* Exercise data:
//! Publication date extraction

use std::sync::LazyLock;

use chrono::{DateTime, NaiveDate, Utc};
use regex::Regex;
use scraper::{Html, Selector};

use crate::fetcher::FetchedPage;

/// `(attribute, value)` pairs of meta tags that carry a publication date, in priority order
const DATE_META_TAGS: &[(&str, &str)] = &[
    ("property", "article:published_time"),
    ("name", "date"),
    ("name", "DC.date"),
    ("property", "og:published_time"),
];

static ISO_PHRASE: LazyLock<Regex> = LazyLock::new(|| {
    Regex::new(r"(?i)(?:posted|published|updated):\s*(\d{4}-\d{2}-\d{2})")
        .expect("literal regex is valid")
});

static WRITTEN_PHRASE: LazyLock<Regex> = LazyLock::new(|| {
    Regex::new(r"(?i)(?:posted|published|updated):\s*([a-z]+)\s+(\d{1,2}),?\s+(\d{4})")
        .expect("literal regex is valid")
});

/// Publication date of a fetched page, falling back to today
pub fn extract_publication_date(page: &FetchedPage) -> NaiveDate {
    find_publication_date(page.last_modified.as_deref(), &page.body)
        .unwrap_or_else(|| Utc::now().date_naive())
}

/// Look for a publication date in, by priority: the `Last-Modified` header,
/// date meta tags, then a "Posted/Published/Updated:" phrase in the page.
pub fn find_publication_date(last_modified: Option<&str>, html: &str) -> Option<NaiveDate> {
    if let Some(date) = last_modified
        .and_then(|header| DateTime::parse_from_rfc2822(header.trim()).ok())
        .map(|dt| dt.date_naive())
    {
        return Some(date);
    }

    meta_date(html).or_else(|| phrase_date(html))
}

fn meta_date(html: &str) -> Option<NaiveDate> {
    let document = Html::parse_document(html);
    let selector = Selector::parse("meta[content]").ok()?;
    let metas: Vec<_> = document.select(&selector).collect();

    DATE_META_TAGS.iter().find_map(|(attr, wanted)| {
        metas.iter().find_map(|meta| {
            let el = meta.value();
            let matches = el
                .attr(attr)
                .is_some_and(|value| value.eq_ignore_ascii_case(wanted));
            if !matches {
                return None;
            }
            let content = el.attr("content")?;
            let day = content.split('T').next()?.trim();
            NaiveDate::parse_from_str(day, "%Y-%m-%d").ok()
        })
    })
}

fn phrase_date(html: &str) -> Option<NaiveDate> {
    if let Some(caps) = ISO_PHRASE.captures(html) {
        if let Ok(date) = NaiveDate::parse_from_str(&caps[1], "%Y-%m-%d") {
            return Some(date);
        }
    }

    let caps = WRITTEN_PHRASE.captures(html)?;
    let normalized = format!("{} {} {}", &caps[1], &caps[2], &caps[3]);
    NaiveDate::parse_from_str(&normalized, "%B %d %Y")
        .or_else(|_| NaiveDate::parse_from_str(&normalized, "%b %d %Y"))
        .ok()
}

#[cfg(test)]
mod tests {
    use super::*;

    fn ymd(y: i32, m: u32, d: u32) -> Option<NaiveDate> {
        NaiveDate::from_ymd_opt(y, m, d)
    }

    #[test]
    fn test_last_modified_header() {
        assert_eq!(
            find_publication_date(Some("Thu, 15 Jan 2026 10:30:00 GMT"), ""),
            ymd(2026, 1, 15)
        );
    }

    #[test]
    fn test_header_beats_meta() {
        assert_eq!(
            find_publication_date(
                Some("Thu, 15 Jan 2026 10:30:00 GMT"),
                r#"<meta name="date" content="2026-06-20">"#
            ),
            ymd(2026, 1, 15)
        );
    }

    #[test]
    fn test_meta_tags() {
        let cases = [
            (
                r#"<meta property="article:published_time" content="2026-02-10T14:30:00Z">"#,
                ymd(2026, 2, 10),
            ),
            (r#"<meta name="date" content="2026-03-15">"#, ymd(2026, 3, 15)),
            (r#"<meta name="DC.date" content="2026-04-20">"#, ymd(2026, 4, 20)),
            (
                r#"<meta property="og:published_time" content="2026-05-25T09:00:00Z">"#,
                ymd(2026, 5, 25),
            ),
            (r#"<META NAME="DATE" CONTENT="2026-05-10">"#, ymd(2026, 5, 10)),
        ];
        for (html, expected) in cases {
            assert_eq!(find_publication_date(None, html), expected, "{html}");
        }
    }

    #[test]
    fn test_meta_beats_phrase() {
        let html = "<meta name=\"date\" content=\"2026-03-15\">\nPublished: 2026-06-20";
        assert_eq!(find_publication_date(None, html), ymd(2026, 3, 15));
    }

    #[test]
    fn test_phrases() {
        assert_eq!(find_publication_date(None, "Posted: 2026-06-10"), ymd(2026, 6, 10));
        assert_eq!(find_publication_date(None, "Published: 2026-07-05"), ymd(2026, 7, 5));
        assert_eq!(find_publication_date(None, "Updated: 2026-08-12"), ymd(2026, 8, 12));
        assert_eq!(
            find_publication_date(None, "<p>Updated: March 3, 2026</p>"),
            ymd(2026, 3, 3)
        );
        assert_eq!(
            find_publication_date(None, "<p>posted: Sep 21 2026</p>"),
            ymd(2026, 9, 21)
        );
    }

    #[test]
    fn test_fallback_to_today() {
        assert_eq!(find_publication_date(None, "<html>No date information</html>"), None);
        let page = FetchedPage::new("https://example.com", "<html>nothing</html>");
        assert_eq!(extract_publication_date(&page), Utc::now().date_naive());
    }
}
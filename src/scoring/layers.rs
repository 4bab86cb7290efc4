//! The four scoring layers: search, link, final and decision

use serde::{Deserialize, Serialize};

use crate::conference::Conference;
use crate::scoring::{Decision, ScoringConfig};
use crate::search::SearchHit;
use crate::urls::{is_same_domain, path_of};

/// Link keyword buckets, highest priority first
const REVIEWER_TERMS: &[&str] = &["reviewer", "reviewers", "review"];
const PC_TERMS: &[&str] = &[
    "pc",
    "program-committee",
    "programme-committee",
    "program committee",
];
const COMMITTEE_TERMS: &[&str] = &[
    "committee",
    "member",
    "members",
    "area-chair",
    "area chair",
    "spc",
    "aec",
    "artifact",
    "shadow",
];
const CALL_TERMS: &[&str] = &[
    "call",
    "calls",
    "nomination",
    "nominations",
    "nominate",
    "recruitment",
    "recruit",
    "invite",
    "invitation",
    "volunteer",
    "join",
    "participate",
    "apply",
    "register",
    "signup",
    "sign-up",
];

/// Extensions penalized as non-HTML link targets
const NON_HTML_EXTENSIONS: &[&str] = &[".pdf", ".doc", ".docx", ".ppt", ".pptx", ".zip", ".tar"];

/// Category of the search query a hit came from
#[derive(Debug, Clone, Copy, PartialEq, Eq, Hash, Serialize, Deserialize)]
#[serde(rename_all = "snake_case")]
pub enum QueryCategory {
    Homepage,
    Reviewer,
    Pc,
    Call,
}

impl QueryCategory {
    /// Fixed bonus for hits of this category
    pub fn bonus(self, config: &ScoringConfig) -> f64 {
        match self {
            QueryCategory::Homepage => config.query_homepage,
            QueryCategory::Reviewer => config.query_reviewer,
            QueryCategory::Pc => config.query_pc,
            QueryCategory::Call => config.query_call,
        }
    }
}

/// How well a search hit matches the conference, without the category bonus.
///
/// Zero means the hit is not about this conference at all.
pub fn page_match_score(
    hit: &SearchHit,
    conference: &Conference,
    year: i32,
    config: &ScoringConfig,
) -> f64 {
    let url = hit.url.to_lowercase();
    let title = hit.title.to_lowercase();
    let snippet = hit.snippet.to_lowercase();
    let in_text = |needle: &str| !needle.is_empty() && (title.contains(needle) || snippet.contains(needle));

    let abbr = conference.short_name.to_lowercase();
    let name = conference.display_name.to_lowercase();
    let year = year.to_string();

    let mut score = 0.0;
    if !abbr.is_empty() && url.contains(&abbr) {
        score += config.search_abbr_in_url;
    }
    if is_same_domain(&hit.url, &conference.domain) {
        score += config.search_same_domain;
    }
    if in_text(&abbr) {
        score += config.search_abbr_in_text;
    }
    if in_text(&name) {
        score += config.search_name_in_text;
    }
    if in_text(&year) {
        score += config.search_year_in_text;
    }
    score
}

/// Search-result score: page match plus the query category bonus
pub fn score_search_result(
    hit: &SearchHit,
    conference: &Conference,
    year: i32,
    category: QueryCategory,
    config: &ScoringConfig,
) -> f64 {
    page_match_score(hit, conference, year, config) + category.bonus(config)
}

/// Score a link for BFS priority.
///
/// Only the highest-priority keyword bucket found in the anchor text or URL
/// path counts. Domain bonus or penalty, the non-HTML penalty and a linear
/// depth penalty are added on top.
pub fn score_link(
    text: &str,
    url: &str,
    depth: u32,
    same_domain: bool,
    config: &ScoringConfig,
) -> f64 {
    let path = path_of(url);
    let combined = format!("{} {}", text.to_lowercase(), path);
    let has = |terms: &[&str]| terms.iter().any(|t| combined.contains(t));

    let mut score = if has(REVIEWER_TERMS) {
        config.link_reviewer
    } else if has(PC_TERMS) {
        config.link_pc
    } else if has(COMMITTEE_TERMS) {
        config.link_committee
    } else if has(CALL_TERMS) {
        config.link_call
    } else {
        0.0
    };

    score += if same_domain {
        config.link_same_domain
    } else {
        config.link_external
    };

    if NON_HTML_EXTENSIONS.iter().any(|ext| path.ends_with(ext)) {
        score += config.link_non_html;
    }

    score - f64::from(depth) * config.depth_penalty
}

/// Weighted combination of the search, graph and content scores
pub fn compute_final_score(
    search_score: f64,
    graph_score: f64,
    content_score: f64,
    config: &ScoringConfig,
) -> f64 {
    search_score * config.weight_search
        + graph_score * config.weight_graph
        + content_score * config.weight_content
}

/// Three-way classification of a final score
pub fn classify_decision(final_score: f64, config: &ScoringConfig) -> Decision {
    if final_score >= config.accept_threshold {
        Decision::Accept
    } else if final_score >= config.gray_zone_threshold {
        Decision::GrayZone
    } else {
        Decision::Reject
    }
}
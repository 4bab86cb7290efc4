//! # Fetcher Configuration Module
//!
//! This module provides configuration options for the page fetcher, including
//! the concurrency gate, timeouts, retry policy and response guards. It uses a
//! builder pattern for flexible configuration.
//!
//! ## Key Components
//!
//! - `FetcherConfig`: The main configuration struct with fetcher parameters
//! - `FetcherConfigBuilder`: Builder pattern implementation for easier configuration
//!
//! ## Features
//!
//! - Defaults suitable for polite crawling of conference sites
//! - Separate connect and total request timeouts
//! - Exponential backoff for server errors and timeouts, fixed backoff for 429
//! - Response size and content-type guards

use std::time::Duration;

/// Configuration for the fetcher
#[derive(Debug, Clone)]
pub struct FetcherConfig {
    /// User agent to use for requests
    pub user_agent: String,

    /// Maximum number of requests in flight at once
    pub concurrency: usize,

    /// Connect timeout in seconds
    pub connect_timeout_secs: u64,

    /// Total per-request timeout in seconds
    pub total_timeout_secs: u64,

    /// Maximum number of attempts per URL, first attempt included
    pub max_attempts: u32,

    /// Base delay in milliseconds for exponential backoff
    pub backoff_base_ms: u64,

    /// Delay in milliseconds after a 429 without a usable Retry-After header
    pub rate_limit_backoff_ms: u64,

    /// Maximum response body size in bytes
    pub max_response_bytes: usize,

    /// Content types accepted as pages
    pub allowed_content_types: Vec<String>,
}

impl Default for FetcherConfig {
    fn default() -> Self {
        Self {
            user_agent: format!("ReviewerCalls/{}", env!("CARGO_PKG_VERSION")),
            concurrency: 10,
            connect_timeout_secs: 5,
            total_timeout_secs: 15,
            max_attempts: 3,
            backoff_base_ms: 1_000,
            rate_limit_backoff_ms: 5_000,
            max_response_bytes: 2 * 1024 * 1024,
            allowed_content_types: vec![
                "text/html".to_string(),
                "application/xhtml+xml".to_string(),
            ],
        }
    }
}

/// Builder for FetcherConfig
#[derive(Debug, Default)]
pub struct FetcherConfigBuilder {
    config: FetcherConfig,
}

impl FetcherConfigBuilder {
    /// Create a new builder with default configuration
    pub fn new() -> Self {
        Self {
            config: FetcherConfig::default(),
        }
    }

    /// Set the user agent to use for requests
    pub fn user_agent(mut self, user_agent: impl Into<String>) -> Self {
        self.config.user_agent = user_agent.into();
        self
    }

    /// Set the maximum number of concurrent requests
    pub fn concurrency(mut self, concurrency: usize) -> Self {
        self.config.concurrency = concurrency.max(1);
        self
    }

    /// Set the connect timeout in seconds
    pub fn connect_timeout_secs(mut self, secs: u64) -> Self {
        self.config.connect_timeout_secs = secs;
        self
    }

    /// Set the total request timeout in seconds
    pub fn total_timeout_secs(mut self, secs: u64) -> Self {
        self.config.total_timeout_secs = secs;
        self
    }

    /// Set the maximum number of attempts per URL
    pub fn max_attempts(mut self, max_attempts: u32) -> Self {
        self.config.max_attempts = max_attempts.max(1);
        self
    }

    /// Set the exponential backoff base in milliseconds
    pub fn backoff_base_ms(mut self, ms: u64) -> Self {
        self.config.backoff_base_ms = ms;
        self
    }

    /// Set the fixed 429 backoff in milliseconds
    pub fn rate_limit_backoff_ms(mut self, ms: u64) -> Self {
        self.config.rate_limit_backoff_ms = ms;
        self
    }

    /// Set the maximum accepted body size in bytes
    pub fn max_response_bytes(mut self, bytes: usize) -> Self {
        self.config.max_response_bytes = bytes;
        self
    }

    /// Set the accepted content types
    pub fn allowed_content_types(mut self, types: Vec<String>) -> Self {
        self.config.allowed_content_types = types;
        self
    }

    /// Build the configuration
    pub fn build(self) -> FetcherConfig {
        self.config
    }
}

impl FetcherConfig {
    /// Create a new builder
    pub fn builder() -> FetcherConfigBuilder {
        FetcherConfigBuilder::new()
    }

    /// Get the connect timeout as a Duration
    pub fn connect_timeout(&self) -> Duration {
        Duration::from_secs(self.connect_timeout_secs)
    }

    /// Get the total timeout as a Duration
    pub fn total_timeout(&self) -> Duration {
        Duration::from_secs(self.total_timeout_secs)
    }

    /// Get the backoff base as a Duration
    pub fn backoff_base(&self) -> Duration {
        Duration::from_millis(self.backoff_base_ms)
    }

    /// Get the 429 backoff as a Duration
    pub fn rate_limit_backoff(&self) -> Duration {
        Duration::from_millis(self.rate_limit_backoff_ms)
    }

    /// Check a `Content-Type` header value against the allow-list
    pub fn accepts_content_type(&self, header: &str) -> bool {
        let mime = header
            .split(';')
            .next()
            .unwrap_or_default()
            .trim()
            .to_lowercase();
        self.allowed_content_types
            .iter()
            .any(|allowed| allowed.eq_ignore_ascii_case(&mime))
    }
}
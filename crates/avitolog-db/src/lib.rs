pub mod memory;
pub mod migrations;
pub mod models;
pub mod queries;
pub mod store;

use anyhow::Result;
use chrono::{DateTime, SecondsFormat, SubsecRound, Utc};
use rusqlite::Connection;
use std::path::Path;
use std::sync::Mutex;
use tracing::info;

pub use memory::MemoryAdStore;
pub use store::AdStore;

pub struct Database {
    conn: Mutex<Connection>,
}

impl Database {
    pub fn open(path: &Path) -> Result<Self> {
        let conn = Connection::open(path)?;

        // WAL mode for concurrent reads
        conn.pragma_update(None, "journal_mode", "WAL")?;
        conn.pragma_update(None, "foreign_keys", "ON")?;

        migrations::run(&conn)?;

        info!("Database opened at {}", path.display());
        Ok(Self {
            conn: Mutex::new(conn),
        })
    }

    /// Private in-memory database, gone when dropped.
    pub fn open_in_memory() -> Result<Self> {
        let conn = Connection::open_in_memory()?;
        conn.pragma_update(None, "foreign_keys", "ON")?;

        migrations::run(&conn)?;

        Ok(Self {
            conn: Mutex::new(conn),
        })
    }

    pub fn with_conn<F, T>(&self, f: F) -> Result<T>
    where
        F: FnOnce(&Connection) -> Result<T>,
    {
        let conn = self.conn.lock().map_err(|e| anyhow::anyhow!("DB lock poisoned: {}", e))?;
        f(&conn)
    }
}

/// Fixed-width RFC 3339 so that text order matches time order in SQL.
pub(crate) fn format_ts(ts: &DateTime<Utc>) -> String {
    ts.to_rfc3339_opts(SecondsFormat::Micros, true)
}

pub(crate) fn parse_ts(idx: usize, value: &str) -> rusqlite::Result<DateTime<Utc>> {
    DateTime::parse_from_rfc3339(value)
        .map(|dt| dt.with_timezone(&Utc))
        .map_err(|e| rusqlite::Error::FromSqlConversionFailure(idx, rusqlite::types::Type::Text, Box::new(e)))
}

/// Current time truncated to the stored precision, so values read back
/// compare equal to the ones just written.
pub fn now() -> DateTime<Utc> {
    Utc::now().trunc_subsecs(6)
}
use anyhow::Result;
use rusqlite::{Connection, OptionalExtension, Row};
use uuid::Uuid;

use avitolog_types::models::AdSort;

use crate::models::{Ad, AdPage, AdQuery, NewAd, category_key};
use crate::{Database, format_ts, now, parse_ts};

/// Storage for mirrored ads, keyed by id and unique on source URL.
///
/// Implemented by [`Database`] (the `ads` table) and by
/// [`MemoryAdStore`](crate::MemoryAdStore). Both give the same results for
/// the same sequence of calls.
pub trait AdStore: Send + Sync {
    /// Filter, sort and paginate. `total` counts matches before pagination.
    fn list(&self, query: &AdQuery) -> Result<AdPage>;

    fn find_by_url(&self, source_url: &str) -> Result<Option<Ad>>;

    /// Find-or-create on `source_url`. The flag is `true` when this call
    /// created the ad, `false` when one already existed.
    fn insert_if_absent(&self, new: NewAd) -> Result<(Ad, bool)>;

    fn get(&self, id: &str) -> Result<Option<Ad>>;

    /// Atomically bump `view_count` and `updated_at`. `None` for unknown ids.
    fn increment_views(&self, id: &str) -> Result<Option<Ad>>;
}

const AD_COLUMNS: &str =
    "id, source_url, title, image_url, published_at, category, view_count, created_at, updated_at";

impl AdStore for Database {
    fn list(&self, query: &AdQuery) -> Result<AdPage> {
        self.with_conn(|conn| query_ads(conn, query))
    }

    fn find_by_url(&self, source_url: &str) -> Result<Option<Ad>> {
        self.with_conn(|conn| query_ad_by_url(conn, source_url))
    }

    fn insert_if_absent(&self, new: NewAd) -> Result<(Ad, bool)> {
        self.with_conn(|conn| {
            let ts = format_ts(&now());
            let inserted = conn.execute(
                "INSERT INTO ads (id, source_url, title, image_url, published_at, category, category_key,
                                  view_count, created_at, updated_at)
                 VALUES (?1, ?2, ?3, ?4, ?5, ?6, ?7, 0, ?8, ?8)
                 ON CONFLICT(source_url) DO NOTHING",
                rusqlite::params![
                    Uuid::new_v4().to_string(),
                    &new.source_url,
                    &new.title,
                    &new.image_url,
                    new.published_at.as_ref().map(format_ts),
                    &new.category,
                    category_key(&new.category),
                    ts,
                ],
            )?;

            let ad = query_ad_by_url(conn, &new.source_url)?
                .ok_or_else(|| anyhow::anyhow!("Ad vanished after insert: {}", new.source_url))?;
            Ok((ad, inserted == 1))
        })
    }

    fn get(&self, id: &str) -> Result<Option<Ad>> {
        self.with_conn(|conn| {
            let sql = format!("SELECT {AD_COLUMNS} FROM ads WHERE id = ?1");
            let ad = conn.query_row(&sql, [id], map_ad).optional()?;
            Ok(ad)
        })
    }

    fn increment_views(&self, id: &str) -> Result<Option<Ad>> {
        self.with_conn(|conn| {
            let sql = format!(
                "UPDATE ads SET view_count = view_count + 1, updated_at = ?2 WHERE id = ?1
                 RETURNING {AD_COLUMNS}"
            );
            let ad = conn
                .query_row(&sql, rusqlite::params![id, format_ts(&now())], map_ad)
                .optional()?;
            Ok(ad)
        })
    }
}

fn query_ad_by_url(conn: &Connection, source_url: &str) -> Result<Option<Ad>> {
    let sql = format!("SELECT {AD_COLUMNS} FROM ads WHERE source_url = ?1");
    let ad = conn.query_row(&sql, [source_url], map_ad).optional()?;
    Ok(ad)
}

fn query_ads(conn: &Connection, query: &AdQuery) -> Result<AdPage> {
    let filter = if query.category.is_some() { "WHERE category_key = ?1" } else { "" };

    let order = match query.sort {
        AdSort::Popular => "view_count DESC, created_at DESC, id ASC",
        AdSort::Date => "(published_at IS NULL) ASC, published_at DESC, created_at DESC, id ASC",
    };

    let count_sql = format!("SELECT COUNT(*) FROM ads {filter}");
    let first = if query.category.is_some() { 2 } else { 1 };
    let page_sql = format!(
        "SELECT {AD_COLUMNS} FROM ads {filter} ORDER BY {order} LIMIT ?{first} OFFSET ?{}",
        first + 1
    );

    let limit = i64::from(query.limit);
    let offset = i64::from(query.offset);

    let mut params: Vec<&dyn rusqlite::ToSql> = Vec::with_capacity(3);
    if let Some(category) = &query.category {
        params.push(category);
    }

    let total: i64 = conn.query_row(&count_sql, params.as_slice(), |row| row.get(0))?;

    params.push(&limit);
    params.push(&offset);

    let mut stmt = conn.prepare(&page_sql)?;
    let items = stmt
        .query_map(params.as_slice(), map_ad)?
        .collect::<std::result::Result<Vec<_>, _>>()?;

    Ok(AdPage {
        total: total as u64,
        items,
    })
}

fn map_ad(row: &Row<'_>) -> rusqlite::Result<Ad> {
    let published_at = row
        .get::<_, Option<String>>(4)?
        .map(|value| parse_ts(4, &value))
        .transpose()?;

    Ok(Ad {
        id: row.get(0)?,
        source_url: row.get(1)?,
        title: row.get(2)?,
        image_url: row.get(3)?,
        published_at,
        category: row.get(5)?,
        view_count: row.get(6)?,
        created_at: parse_ts(7, &row.get::<_, String>(7)?)?,
        updated_at: parse_ts(8, &row.get::<_, String>(8)?)?,
    })
}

* The task: Every line of the entries above that contains the word "captures" must be tallied, and the number alone reported.

* Reply: 2